[Dataset entries]
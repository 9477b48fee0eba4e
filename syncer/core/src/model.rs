use crate::key::{Key, ResourceKey};
use calico_syncer_k8s_api::{self as k8s, kinds, ObjectMeta, Resource as _};
use ipnet::IpNet;
use std::{collections::BTreeMap, fmt, net::IpAddr, time::Duration};

pub use calico_syncer_k8s_api::projectcalico::{AllocationAttribute, EndpointPort, Rule};

/// A key, its value and the datastore revision at which it was observed.
///
/// A pair without a value describes a deletion.
#[derive(Clone, Debug, PartialEq)]
pub struct KVPair {
    pub key: Key,
    pub value: Option<Value>,
    pub revision: String,
    pub ttl: Option<Duration>,
}

#[derive(Clone, Debug, PartialEq)]
pub enum Value {
    Resource(Resource),
    RemoteClusterStatus(RemoteClusterStatus),
    HostEndpoint(HostEndpoint),
    WorkloadEndpoint(WorkloadEndpoint),
    ProfileRules(ProfileRules),
    Labels(BTreeMap<String, String>),
    HostIp(IpAddr),
    /// A per-host configuration parameter.
    Config(String),
    Wireguard(Wireguard),
    Block(AllocationBlock),
}

/// A change to a single key as delivered to syncer callbacks.
#[derive(Clone, Debug, PartialEq)]
pub struct Update {
    pub kv: KVPair,
    pub update_type: UpdateType,
}

#[derive(Copy, Clone, Debug, Default, PartialEq, Eq, Hash)]
pub enum UpdateType {
    #[default]
    Unknown,
    New,
    Updated,
    Deleted,
}

#[derive(Copy, Clone, Debug, PartialEq, Eq, Hash)]
pub enum SyncStatus {
    /// No datastore has been reached yet.
    WaitForDatastore,
    /// A full snapshot is being delivered.
    ResyncInProgress,
    /// Every watched resource type has delivered its full snapshot.
    InSync,
}

#[derive(Clone, Debug, PartialEq, Eq)]
pub struct RemoteClusterStatus {
    pub status: RemoteClusterStatusType,
    pub error: Option<String>,
}

#[derive(Copy, Clone, Debug, PartialEq, Eq, Hash)]
pub enum RemoteClusterStatusType {
    ConnectionFailed,
    Connecting,
    InSync,
    ResyncInProgress,
    ConfigChangeRestartRequired,
    ConfigIncomplete,
}

/// A v3 API object carried as a value.
#[derive(Clone, Debug, PartialEq)]
pub enum Resource {
    RemoteClusterConfiguration(k8s::RemoteClusterConfiguration),
    HostEndpoint(k8s::HostEndpoint),
    WorkloadEndpoint(k8s::WorkloadEndpoint),
    Profile(k8s::Profile),
    Node(k8s::Node),
    IpPool(k8s::IpPool),
    IpamBlock(k8s::IpamBlock),
    Service(k8s::Service),
    Endpoints(k8s::Endpoints),
}

#[derive(Clone, Debug, Default, PartialEq, Eq)]
pub struct HostEndpoint {
    /// The interface name, or empty when the endpoint matches all of a host's
    /// interfaces by IP.
    pub name: String,
    pub expected_ipv4_addrs: Vec<IpAddr>,
    pub expected_ipv6_addrs: Vec<IpAddr>,
    pub labels: BTreeMap<String, String>,
    pub profile_ids: Vec<String>,
    pub ports: Vec<EndpointPort>,
}

#[derive(Clone, Debug, Default, PartialEq, Eq)]
pub struct WorkloadEndpoint {
    pub state: String,
    pub name: String,
    pub mac: Option<String>,
    pub profile_ids: Vec<String>,
    pub ipv4_nets: Vec<IpNet>,
    pub ipv6_nets: Vec<IpNet>,
    pub labels: BTreeMap<String, String>,
    pub ports: Vec<EndpointPort>,
}

#[derive(Clone, Debug, Default, PartialEq, Eq)]
pub struct ProfileRules {
    pub inbound_rules: Vec<Rule>,
    pub outbound_rules: Vec<Rule>,
}

#[derive(Clone, Debug, Default, PartialEq, Eq)]
pub struct Wireguard {
    pub interface_ipv4_addr: Option<IpAddr>,
    pub public_key: String,
}

#[derive(Clone, Debug, PartialEq, Eq)]
pub struct AllocationBlock {
    pub cidr: IpNet,
    /// `host:<node>` when the block is affine to a node.
    pub affinity: Option<String>,
    pub allocations: Vec<Option<usize>>,
    pub unallocated: Vec<usize>,
    pub attributes: Vec<AllocationAttribute>,
    pub deleted: bool,
}

// === impl KVPair ===

impl KVPair {
    pub fn new(key: impl Into<Key>, value: Value) -> Self {
        Self {
            key: key.into(),
            value: Some(value),
            revision: String::new(),
            ttl: None,
        }
    }

    pub fn deleted(key: impl Into<Key>) -> Self {
        Self {
            key: key.into(),
            value: None,
            revision: String::new(),
            ttl: None,
        }
    }

    /// Builds a pair for a v3 object, keyed by its kind, namespace and name
    /// and versioned by its resourceVersion.
    pub fn from_resource(resource: impl Into<Resource>) -> Self {
        let resource = resource.into();
        let revision = resource.meta().resource_version.clone().unwrap_or_default();
        Self {
            key: Key::Resource(resource.key()),
            value: Some(Value::Resource(resource)),
            revision,
            ttl: None,
        }
    }

    pub fn with_revision(mut self, revision: impl ToString) -> Self {
        self.revision = revision.to_string();
        self
    }

    pub fn is_deletion(&self) -> bool {
        self.value.is_none()
    }
}

// === impl Value ===

impl Value {
    pub fn as_resource(&self) -> Option<&Resource> {
        match self {
            Self::Resource(r) => Some(r),
            _ => None,
        }
    }

    pub fn as_remote_cluster_status(&self) -> Option<&RemoteClusterStatus> {
        match self {
            Self::RemoteClusterStatus(s) => Some(s),
            _ => None,
        }
    }
}

impl From<Resource> for Value {
    fn from(resource: Resource) -> Self {
        Self::Resource(resource)
    }
}

impl From<RemoteClusterStatus> for Value {
    fn from(status: RemoteClusterStatus) -> Self {
        Self::RemoteClusterStatus(status)
    }
}

// === impl Update ===

impl Update {
    pub fn new(kv: KVPair, update_type: UpdateType) -> Self {
        Self { kv, update_type }
    }

    pub fn key(&self) -> &Key {
        &self.kv.key
    }

    pub fn value(&self) -> Option<&Value> {
        self.kv.value.as_ref()
    }

    /// Builds a status update for the named remote cluster. Deletions carry
    /// no value.
    pub fn remote_cluster_status(
        name: impl ToString,
        update_type: UpdateType,
        status: RemoteClusterStatusType,
        error: Option<String>,
    ) -> Self {
        let key = Key::remote_cluster_status(name);
        let kv = match update_type {
            UpdateType::Deleted => KVPair::deleted(key),
            _ => KVPair::new(key, RemoteClusterStatus { status, error }.into()),
        };
        Self { kv, update_type }
    }
}

impl fmt::Display for UpdateType {
    fn fmt(&self, f: &mut fmt::Formatter<'_>) -> fmt::Result {
        match self {
            Self::Unknown => f.write_str("UpdateTypeKVUnknown"),
            Self::New => f.write_str("UpdateTypeKVNew"),
            Self::Updated => f.write_str("UpdateTypeKVUpdated"),
            Self::Deleted => f.write_str("UpdateTypeKVDeleted"),
        }
    }
}

impl fmt::Display for SyncStatus {
    fn fmt(&self, f: &mut fmt::Formatter<'_>) -> fmt::Result {
        match self {
            Self::WaitForDatastore => f.write_str("wait-for-ready"),
            Self::ResyncInProgress => f.write_str("resync"),
            Self::InSync => f.write_str("in-sync"),
        }
    }
}

// === impl RemoteClusterStatus ===

impl RemoteClusterStatus {
    pub fn new(status: RemoteClusterStatusType) -> Self {
        Self {
            status,
            error: None,
        }
    }
}

impl fmt::Display for RemoteClusterStatusType {
    fn fmt(&self, f: &mut fmt::Formatter<'_>) -> fmt::Result {
        match self {
            Self::ConnectionFailed => f.write_str("ConnectionFailed"),
            Self::Connecting => f.write_str("Connecting"),
            Self::InSync => f.write_str("InSync"),
            Self::ResyncInProgress => f.write_str("ResyncInProgress"),
            Self::ConfigChangeRestartRequired => f.write_str("ConfigChangeRestartRequired"),
            Self::ConfigIncomplete => f.write_str("ConfigIncomplete"),
        }
    }
}

// === impl Resource ===

macro_rules! resources {
    ($($variant:ident($ty:ty) => $kind:expr,)+) => {
        impl Resource {
            pub fn kind(&self) -> &'static str {
                match self {
                    $(Self::$variant(_) => $kind,)+
                }
            }

            pub fn meta(&self) -> &ObjectMeta {
                match self {
                    $(Self::$variant(r) => r.meta(),)+
                }
            }

            pub fn meta_mut(&mut self) -> &mut ObjectMeta {
                match self {
                    $(Self::$variant(r) => r.meta_mut(),)+
                }
            }
        }

        $(
            impl From<$ty> for Resource {
                fn from(resource: $ty) -> Self {
                    Self::$variant(resource)
                }
            }
        )+
    };
}

resources! {
    RemoteClusterConfiguration(k8s::RemoteClusterConfiguration) => kinds::REMOTE_CLUSTER_CONFIGURATION,
    HostEndpoint(k8s::HostEndpoint) => kinds::HOST_ENDPOINT,
    WorkloadEndpoint(k8s::WorkloadEndpoint) => kinds::WORKLOAD_ENDPOINT,
    Profile(k8s::Profile) => kinds::PROFILE,
    Node(k8s::Node) => kinds::NODE,
    IpPool(k8s::IpPool) => kinds::IP_POOL,
    IpamBlock(k8s::IpamBlock) => kinds::IPAM_BLOCK,
    Service(k8s::Service) => kinds::SERVICE,
    Endpoints(k8s::Endpoints) => kinds::ENDPOINTS,
}

impl Resource {
    pub fn name(&self) -> &str {
        self.meta().name.as_deref().unwrap_or_default()
    }

    pub fn namespace(&self) -> Option<&str> {
        self.meta().namespace.as_deref()
    }

    pub fn key(&self) -> ResourceKey {
        ResourceKey {
            kind: self.kind().to_string(),
            namespace: self.namespace().map(ToString::to_string),
            name: self.name().to_string(),
        }
    }

    pub fn labels(&self) -> BTreeMap<String, String> {
        self.meta().labels.clone().unwrap_or_default()
    }
}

▸ **TASK REQUIREMENTS**:
Wherever a line contains the string "ProfileRules", copy that line from the data.

▸ **OUTPUT BELOW**:
    ProfileRules(ProfileRules),
pub struct ProfileRules {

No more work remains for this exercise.